Let me give one example, Nate, and I’d love to hear your thoughts on how folks are thinking about this that are in the buying process. But if someone is looking at a $400,000 home, and let’s assume a 30-year fixed rate loan, just a couple years ago, 3% was not too far out of the equation in terms of a 30-year fixed rate loan. That’d be a monthly payment of just shy of $1,700 a month, or about $600,000, that they would pay for that $400,000 home over the life of the loan.

Fast forward, if we use five and a half percent, which were actually a little bit higher than that right now. But if we use five and a half percent, instead of 3%, we look at a monthly payment of closer to 2,300 instead of 1,700. So, about a $600 difference. And instead of $600,000 paid out of pocket over the life of the loan, we’re looking at a little over $800,000 paid out of pocket over the life of the loan. I would suspect, Nate, that for many folks, while that $200,000 difference over 30 years is somewhat shocking, it’s probably that monthly amount that really folks are looking at most right now. Is that right?

[00:07:01] NH: I think so, too. I’ll put a kind of a similar example to you that I’ve been using recently. If you’ve got a monthly payment on a $500,000 loan today, at three and a half percent. So really, common. Lots of people out there have this. In fact, over 50% of mortgage owners or homeowners today have a mortgage interest rate less than 4%, that’s a national stat. If you’re at $500,000 loan at three and a half percent, your monthly payment is 20 to 45. That exact same payment is what you would get today on a $375,000 house at 6% interest.

So, we’ve got people out there who are maybe living in a $500,000 home or have a $500,000 loan, thinking about downsizing saying, “Oh, I sell this property off, I built up a lot of equity, we’re going to move to a smaller home, $375,000 house.” But you’re going to have the exact same payment in that new home. So, it’s really starting to affect the market. Because if I’m that person, and I’m thinking about selling, why would you sell? You’re just giving away your equity for free and it makes it really tough when you start to break down that monthly payment.

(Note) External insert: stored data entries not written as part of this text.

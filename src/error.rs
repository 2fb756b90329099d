use thiserror::Error;

pub type Result<T> = std::result::Result<T, ConvertError>;

/// Everything that can stop a conversion.
#[derive(Debug, Error)]
pub enum ConvertError {
    /// None of the known timestamp layouts matched.
    #[error("no valid date format found for {text:?}")]
    MalformedTimestamp { text: String },

    /// The `metrics` table has neither the iPhone nor the Watch column set.
    #[error("unknown metrics schema (columns: {columns})")]
    UnknownSchema { columns: String },

    #[error("database error: {0}")]
    Database(#[from] rusqlite::Error),

    /// A packed coordinate that is not `lat,lon`.
    #[error("malformed coordinate {text:?}")]
    MalformedCoordinate { text: String },

    #[error("no location data found for activity {activity_id}")]
    NoLocationData { activity_id: String },

    #[error("io error: {0}")]
    Io(#[from] std::io::Error),

    #[error("xml error: {0}")]
    Xml(String),
}

impl From<quick_xml::Error> for ConvertError {
    fn from(err: quick_xml::Error) -> Self {
        Self::Xml(err.to_string())
    }
}
#![deny(
    warnings,
    clippy::all,
    clippy::pedantic,
    clippy::nursery,
    clippy::cargo
)]
#![allow(clippy::multiple_crate_versions, clippy::cargo_common_metadata)]

use anyhow::{Context, Result};
use clap::Parser;
use clap::error::ErrorKind;
use nrc_tcx::{ConvertError, cli, convert, utils};
use std::process::ExitCode;

#[macro_use]
extern crate nrc_tcx;

fn main() -> ExitCode {
    let cli = match cli::Cli::try_parse() {
        Ok(cli) => cli,
        Err(e) if matches!(e.kind(), ErrorKind::DisplayHelp | ErrorKind::DisplayVersion) => e.exit(),
        Err(e) => {
            let _ = e.print();
            return ExitCode::from(1);
        }
    };
    utils::init_logging(cli.verbose, cli.quiet);

    match run(&cli) {
        Ok(()) => ExitCode::SUCCESS,
        Err(e) => {
            if let Some(ConvertError::NoLocationData { .. }) = e.downcast_ref::<ConvertError>() {
                tracing::error!("{e:#}; no output written");
            } else {
                tracing::error!("{e:#}");
            }
            ExitCode::FAILURE
        }
    }
}

fn run(cli: &cli::Cli) -> Result<()> {
    dlog!(
        "mode=convert database={} activity={} output={}",
        cli.database.display(),
        cli.activity_id,
        cli.output.display()
    );

    let done = convert(&cli.database, &cli.activity_id, &cli.output).with_context(|| {
        format!(
            "converting activity {} from {}",
            cli.activity_id,
            cli.database.display()
        )
    })?;

    tracing::info!(
        schema = %done.variant,
        trackpoints = done.trackpoints,
        output = %cli.output.display(),
        "successfully created tcx file"
    );

    if !cli.no_summary {
        println!("{}", done.summary);
    }

    Ok(())
}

[00:08:07] TU: Yeah, that’s a really powerful example, because I think all of us can relate to scrolling through Redfin, and Zillow and realtor.com. Looking at homes at different values, but when you start to factor in the interest rates and pay a $500,000, home at what was three and a half percent, same as about a $375,000 home today, wow, like that really starts to put it in into perspective.

So, Nate, when I think about inflation, and think about interest rates, a lot of this, especially when we were talking about kind of the impact of the economy, a lot of this becomes a snowball type of effect, where when I hear that 50% of folks that have a mortgage are under 4%, and then conduct that with the calculation you just gave, that has to be furthering the supply and demand issue, right? Because if I’m in the home on that right now. My wife, Jessica, and I were locked in at 3%. Maybe we’re itching for something different, new home, new area, whatever, you quickly look at the math and the numbers. You’re like, “Wow, we’re going to give up a lot on home to be able to make that move. And is it really worth it financially, considering, maybe equity that we built up over time?”

So, I would imagine this is just furthering the previous issues we’ve talked about around supply and demand. Is that fair?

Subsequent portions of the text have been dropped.